======== Extracted data ========

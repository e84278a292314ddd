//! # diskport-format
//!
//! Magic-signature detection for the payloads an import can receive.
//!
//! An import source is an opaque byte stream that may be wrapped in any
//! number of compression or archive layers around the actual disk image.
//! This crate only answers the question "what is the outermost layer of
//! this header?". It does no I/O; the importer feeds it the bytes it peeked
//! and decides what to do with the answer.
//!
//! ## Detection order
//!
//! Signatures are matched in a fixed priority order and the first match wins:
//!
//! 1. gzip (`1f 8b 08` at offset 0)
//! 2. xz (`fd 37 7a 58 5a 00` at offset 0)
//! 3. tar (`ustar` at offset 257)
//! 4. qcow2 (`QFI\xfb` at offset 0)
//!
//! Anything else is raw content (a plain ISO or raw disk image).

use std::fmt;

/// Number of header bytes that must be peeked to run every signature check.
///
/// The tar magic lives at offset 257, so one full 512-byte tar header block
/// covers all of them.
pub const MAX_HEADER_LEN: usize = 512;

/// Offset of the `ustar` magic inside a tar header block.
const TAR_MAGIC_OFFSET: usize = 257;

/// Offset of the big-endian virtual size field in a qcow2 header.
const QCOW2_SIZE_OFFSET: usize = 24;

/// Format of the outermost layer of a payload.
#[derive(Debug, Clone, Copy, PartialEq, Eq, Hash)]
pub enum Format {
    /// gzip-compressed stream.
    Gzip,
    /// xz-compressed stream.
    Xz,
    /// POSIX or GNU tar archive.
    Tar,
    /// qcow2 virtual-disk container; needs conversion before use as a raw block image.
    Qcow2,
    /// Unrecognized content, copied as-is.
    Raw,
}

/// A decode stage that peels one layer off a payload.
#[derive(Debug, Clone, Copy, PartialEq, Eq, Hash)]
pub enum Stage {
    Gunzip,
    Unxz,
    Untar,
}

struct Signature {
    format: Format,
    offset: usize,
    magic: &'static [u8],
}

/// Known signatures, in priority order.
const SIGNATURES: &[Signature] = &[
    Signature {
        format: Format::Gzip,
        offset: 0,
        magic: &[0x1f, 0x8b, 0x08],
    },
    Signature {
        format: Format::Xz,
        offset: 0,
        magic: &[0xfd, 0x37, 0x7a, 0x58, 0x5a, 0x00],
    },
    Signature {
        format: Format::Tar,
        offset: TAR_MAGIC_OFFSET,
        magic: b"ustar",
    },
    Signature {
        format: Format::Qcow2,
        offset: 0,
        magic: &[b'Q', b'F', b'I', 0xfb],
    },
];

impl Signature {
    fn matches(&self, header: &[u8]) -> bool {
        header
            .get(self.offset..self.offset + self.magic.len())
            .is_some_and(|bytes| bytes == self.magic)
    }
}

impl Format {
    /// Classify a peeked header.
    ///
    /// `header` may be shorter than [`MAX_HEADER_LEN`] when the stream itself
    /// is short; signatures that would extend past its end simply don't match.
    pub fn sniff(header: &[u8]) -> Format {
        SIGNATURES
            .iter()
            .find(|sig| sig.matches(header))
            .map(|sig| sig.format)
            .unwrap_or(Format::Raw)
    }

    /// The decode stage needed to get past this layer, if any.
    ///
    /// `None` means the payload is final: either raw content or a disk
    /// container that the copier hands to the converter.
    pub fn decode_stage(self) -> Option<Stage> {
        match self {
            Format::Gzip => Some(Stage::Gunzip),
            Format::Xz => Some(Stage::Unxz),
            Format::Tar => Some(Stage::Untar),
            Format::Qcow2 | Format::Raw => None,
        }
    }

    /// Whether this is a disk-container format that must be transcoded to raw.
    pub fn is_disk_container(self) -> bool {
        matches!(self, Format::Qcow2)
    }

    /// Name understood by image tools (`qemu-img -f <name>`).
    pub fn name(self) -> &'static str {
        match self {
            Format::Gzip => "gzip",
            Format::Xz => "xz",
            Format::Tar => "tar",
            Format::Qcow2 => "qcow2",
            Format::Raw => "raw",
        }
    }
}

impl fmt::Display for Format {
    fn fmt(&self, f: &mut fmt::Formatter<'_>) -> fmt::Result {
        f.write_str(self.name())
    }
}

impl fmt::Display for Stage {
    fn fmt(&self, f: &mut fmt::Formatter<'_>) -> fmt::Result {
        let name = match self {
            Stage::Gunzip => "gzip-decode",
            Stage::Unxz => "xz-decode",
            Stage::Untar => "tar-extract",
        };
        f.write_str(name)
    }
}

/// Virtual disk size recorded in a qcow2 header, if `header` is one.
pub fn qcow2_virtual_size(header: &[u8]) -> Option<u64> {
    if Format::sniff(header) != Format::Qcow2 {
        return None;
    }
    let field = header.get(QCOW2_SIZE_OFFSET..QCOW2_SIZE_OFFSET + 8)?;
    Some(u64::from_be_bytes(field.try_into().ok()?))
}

========
======== Extracted data ========

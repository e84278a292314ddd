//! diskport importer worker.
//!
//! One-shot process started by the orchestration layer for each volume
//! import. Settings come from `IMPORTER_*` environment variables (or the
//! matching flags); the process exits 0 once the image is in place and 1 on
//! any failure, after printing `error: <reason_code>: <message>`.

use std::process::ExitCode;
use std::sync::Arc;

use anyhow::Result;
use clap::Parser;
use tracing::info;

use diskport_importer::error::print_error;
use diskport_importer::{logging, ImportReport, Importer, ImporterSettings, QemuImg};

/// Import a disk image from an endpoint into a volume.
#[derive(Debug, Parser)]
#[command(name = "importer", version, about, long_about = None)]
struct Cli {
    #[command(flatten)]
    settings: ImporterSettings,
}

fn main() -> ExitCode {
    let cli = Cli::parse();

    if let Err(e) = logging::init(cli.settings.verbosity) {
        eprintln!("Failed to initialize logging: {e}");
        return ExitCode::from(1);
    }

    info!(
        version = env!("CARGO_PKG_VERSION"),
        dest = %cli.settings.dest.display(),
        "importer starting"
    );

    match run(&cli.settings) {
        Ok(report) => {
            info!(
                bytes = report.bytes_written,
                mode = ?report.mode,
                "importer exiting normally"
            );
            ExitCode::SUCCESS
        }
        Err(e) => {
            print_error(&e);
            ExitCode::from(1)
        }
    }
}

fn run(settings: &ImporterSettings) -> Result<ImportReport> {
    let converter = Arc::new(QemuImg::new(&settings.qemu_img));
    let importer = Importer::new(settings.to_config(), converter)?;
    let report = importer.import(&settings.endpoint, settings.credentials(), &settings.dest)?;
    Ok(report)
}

========
======== Extracted data ========

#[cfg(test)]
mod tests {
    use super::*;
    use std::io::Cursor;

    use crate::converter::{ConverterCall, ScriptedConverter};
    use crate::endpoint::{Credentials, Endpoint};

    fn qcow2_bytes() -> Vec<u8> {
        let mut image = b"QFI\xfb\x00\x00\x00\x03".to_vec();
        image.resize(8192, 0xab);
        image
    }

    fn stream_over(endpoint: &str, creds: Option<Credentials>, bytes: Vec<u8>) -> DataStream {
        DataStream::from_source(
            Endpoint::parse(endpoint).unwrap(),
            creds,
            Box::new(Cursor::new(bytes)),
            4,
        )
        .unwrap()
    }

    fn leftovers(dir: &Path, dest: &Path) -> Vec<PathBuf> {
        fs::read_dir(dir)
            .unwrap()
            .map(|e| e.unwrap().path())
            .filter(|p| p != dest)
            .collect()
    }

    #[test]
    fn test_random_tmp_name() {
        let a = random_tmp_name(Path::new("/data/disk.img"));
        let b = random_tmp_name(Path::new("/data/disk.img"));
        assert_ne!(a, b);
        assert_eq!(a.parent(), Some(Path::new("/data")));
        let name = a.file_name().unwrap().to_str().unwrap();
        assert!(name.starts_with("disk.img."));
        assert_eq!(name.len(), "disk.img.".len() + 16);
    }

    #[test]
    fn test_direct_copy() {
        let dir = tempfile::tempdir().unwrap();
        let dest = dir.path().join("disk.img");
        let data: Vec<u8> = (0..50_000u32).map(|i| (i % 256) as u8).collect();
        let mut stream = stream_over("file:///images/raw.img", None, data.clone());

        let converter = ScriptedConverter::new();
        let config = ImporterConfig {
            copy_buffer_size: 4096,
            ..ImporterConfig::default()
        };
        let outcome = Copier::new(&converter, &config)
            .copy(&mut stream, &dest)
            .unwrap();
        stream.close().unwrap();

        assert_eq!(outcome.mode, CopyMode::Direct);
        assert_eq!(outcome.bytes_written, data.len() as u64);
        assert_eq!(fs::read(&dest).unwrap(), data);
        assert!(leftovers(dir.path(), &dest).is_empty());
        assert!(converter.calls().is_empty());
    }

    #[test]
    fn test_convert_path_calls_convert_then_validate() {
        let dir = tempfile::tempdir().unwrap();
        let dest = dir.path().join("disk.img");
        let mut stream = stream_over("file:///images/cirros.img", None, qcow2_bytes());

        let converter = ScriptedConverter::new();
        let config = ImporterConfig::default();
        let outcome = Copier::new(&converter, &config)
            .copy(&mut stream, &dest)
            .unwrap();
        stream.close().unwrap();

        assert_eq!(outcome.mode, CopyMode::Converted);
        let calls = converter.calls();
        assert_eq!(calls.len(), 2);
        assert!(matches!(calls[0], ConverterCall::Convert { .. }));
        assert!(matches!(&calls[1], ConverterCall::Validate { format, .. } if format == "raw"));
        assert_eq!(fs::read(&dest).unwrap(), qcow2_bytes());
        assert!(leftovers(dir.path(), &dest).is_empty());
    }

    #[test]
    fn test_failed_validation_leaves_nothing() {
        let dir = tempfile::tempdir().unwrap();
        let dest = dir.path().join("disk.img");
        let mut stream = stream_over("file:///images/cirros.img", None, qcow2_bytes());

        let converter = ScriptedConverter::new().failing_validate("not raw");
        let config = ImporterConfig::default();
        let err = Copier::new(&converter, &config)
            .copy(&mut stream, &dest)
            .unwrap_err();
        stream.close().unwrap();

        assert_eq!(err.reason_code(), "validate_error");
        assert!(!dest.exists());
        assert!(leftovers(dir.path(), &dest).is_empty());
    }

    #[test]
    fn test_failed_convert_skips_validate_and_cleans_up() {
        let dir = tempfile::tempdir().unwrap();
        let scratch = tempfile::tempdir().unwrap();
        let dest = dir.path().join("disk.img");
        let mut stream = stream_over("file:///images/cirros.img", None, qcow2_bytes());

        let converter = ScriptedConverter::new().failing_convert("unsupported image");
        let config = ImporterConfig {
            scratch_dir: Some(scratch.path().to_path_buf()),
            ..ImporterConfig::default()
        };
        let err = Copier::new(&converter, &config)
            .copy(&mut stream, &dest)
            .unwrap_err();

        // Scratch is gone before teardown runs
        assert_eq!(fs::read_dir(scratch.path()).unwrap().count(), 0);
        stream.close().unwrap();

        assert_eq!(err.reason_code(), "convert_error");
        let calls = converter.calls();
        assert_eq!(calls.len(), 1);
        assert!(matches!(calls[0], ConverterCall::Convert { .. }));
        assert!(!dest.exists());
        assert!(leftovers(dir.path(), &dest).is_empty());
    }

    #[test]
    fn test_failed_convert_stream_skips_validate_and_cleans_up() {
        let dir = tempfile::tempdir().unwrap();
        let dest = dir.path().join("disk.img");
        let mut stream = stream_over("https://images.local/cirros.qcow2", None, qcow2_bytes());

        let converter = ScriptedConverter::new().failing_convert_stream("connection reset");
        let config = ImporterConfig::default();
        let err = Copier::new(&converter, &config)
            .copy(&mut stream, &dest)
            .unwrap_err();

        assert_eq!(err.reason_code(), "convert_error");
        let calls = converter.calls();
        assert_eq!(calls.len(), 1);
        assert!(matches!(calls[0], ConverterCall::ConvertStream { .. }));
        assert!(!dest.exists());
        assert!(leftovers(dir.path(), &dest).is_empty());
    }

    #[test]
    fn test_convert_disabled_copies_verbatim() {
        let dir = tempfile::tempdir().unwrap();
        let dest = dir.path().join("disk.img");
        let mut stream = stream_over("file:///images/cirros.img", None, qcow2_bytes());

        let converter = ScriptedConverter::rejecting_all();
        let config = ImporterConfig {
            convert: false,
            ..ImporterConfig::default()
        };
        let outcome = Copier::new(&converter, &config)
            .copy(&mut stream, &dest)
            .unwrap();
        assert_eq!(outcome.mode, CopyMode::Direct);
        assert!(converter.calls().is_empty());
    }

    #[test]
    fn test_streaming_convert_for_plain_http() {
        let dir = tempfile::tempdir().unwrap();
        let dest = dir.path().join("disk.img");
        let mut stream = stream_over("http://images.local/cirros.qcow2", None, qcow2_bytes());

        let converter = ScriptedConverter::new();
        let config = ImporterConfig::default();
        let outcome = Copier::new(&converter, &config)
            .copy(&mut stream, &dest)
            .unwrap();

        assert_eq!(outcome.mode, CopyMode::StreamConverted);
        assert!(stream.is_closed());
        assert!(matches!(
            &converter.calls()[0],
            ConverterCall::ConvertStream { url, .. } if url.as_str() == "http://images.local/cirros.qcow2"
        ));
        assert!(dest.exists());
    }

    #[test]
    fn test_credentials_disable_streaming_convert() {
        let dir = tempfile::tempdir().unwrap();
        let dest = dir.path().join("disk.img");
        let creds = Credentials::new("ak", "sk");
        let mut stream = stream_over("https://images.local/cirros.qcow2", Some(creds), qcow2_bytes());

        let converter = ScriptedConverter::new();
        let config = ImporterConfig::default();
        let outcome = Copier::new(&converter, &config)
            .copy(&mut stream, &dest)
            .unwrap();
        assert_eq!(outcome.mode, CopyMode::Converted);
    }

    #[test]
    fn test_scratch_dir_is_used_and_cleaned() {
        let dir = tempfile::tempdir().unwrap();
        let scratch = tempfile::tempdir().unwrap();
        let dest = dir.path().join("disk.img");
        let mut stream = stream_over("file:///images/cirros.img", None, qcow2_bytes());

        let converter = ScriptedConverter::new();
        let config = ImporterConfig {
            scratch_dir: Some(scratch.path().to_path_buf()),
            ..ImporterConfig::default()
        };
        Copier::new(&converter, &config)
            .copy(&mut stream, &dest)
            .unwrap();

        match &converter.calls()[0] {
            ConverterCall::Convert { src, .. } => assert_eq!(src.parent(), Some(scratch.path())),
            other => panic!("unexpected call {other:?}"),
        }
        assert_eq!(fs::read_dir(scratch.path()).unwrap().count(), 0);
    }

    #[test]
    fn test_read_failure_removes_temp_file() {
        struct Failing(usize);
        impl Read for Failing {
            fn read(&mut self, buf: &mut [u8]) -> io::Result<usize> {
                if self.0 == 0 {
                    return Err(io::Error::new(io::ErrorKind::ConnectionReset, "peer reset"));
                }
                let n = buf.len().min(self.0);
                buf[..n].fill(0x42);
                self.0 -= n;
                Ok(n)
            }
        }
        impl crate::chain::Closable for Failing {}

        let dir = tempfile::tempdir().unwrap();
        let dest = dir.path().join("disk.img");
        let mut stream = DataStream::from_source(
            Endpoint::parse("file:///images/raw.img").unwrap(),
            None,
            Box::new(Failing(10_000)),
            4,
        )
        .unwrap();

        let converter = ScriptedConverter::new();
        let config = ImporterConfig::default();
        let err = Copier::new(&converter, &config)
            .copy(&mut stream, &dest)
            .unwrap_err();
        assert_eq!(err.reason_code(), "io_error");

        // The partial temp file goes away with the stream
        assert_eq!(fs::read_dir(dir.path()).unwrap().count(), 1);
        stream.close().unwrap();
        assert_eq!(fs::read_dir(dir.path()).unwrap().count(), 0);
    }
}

========

Your task =>
As you read the records above, find each line that contains "before" and copy it.

Exercise output =>
    /// qcow2 virtual-disk container; needs conversion before use as a raw block image.
        // Scratch is gone before teardown runs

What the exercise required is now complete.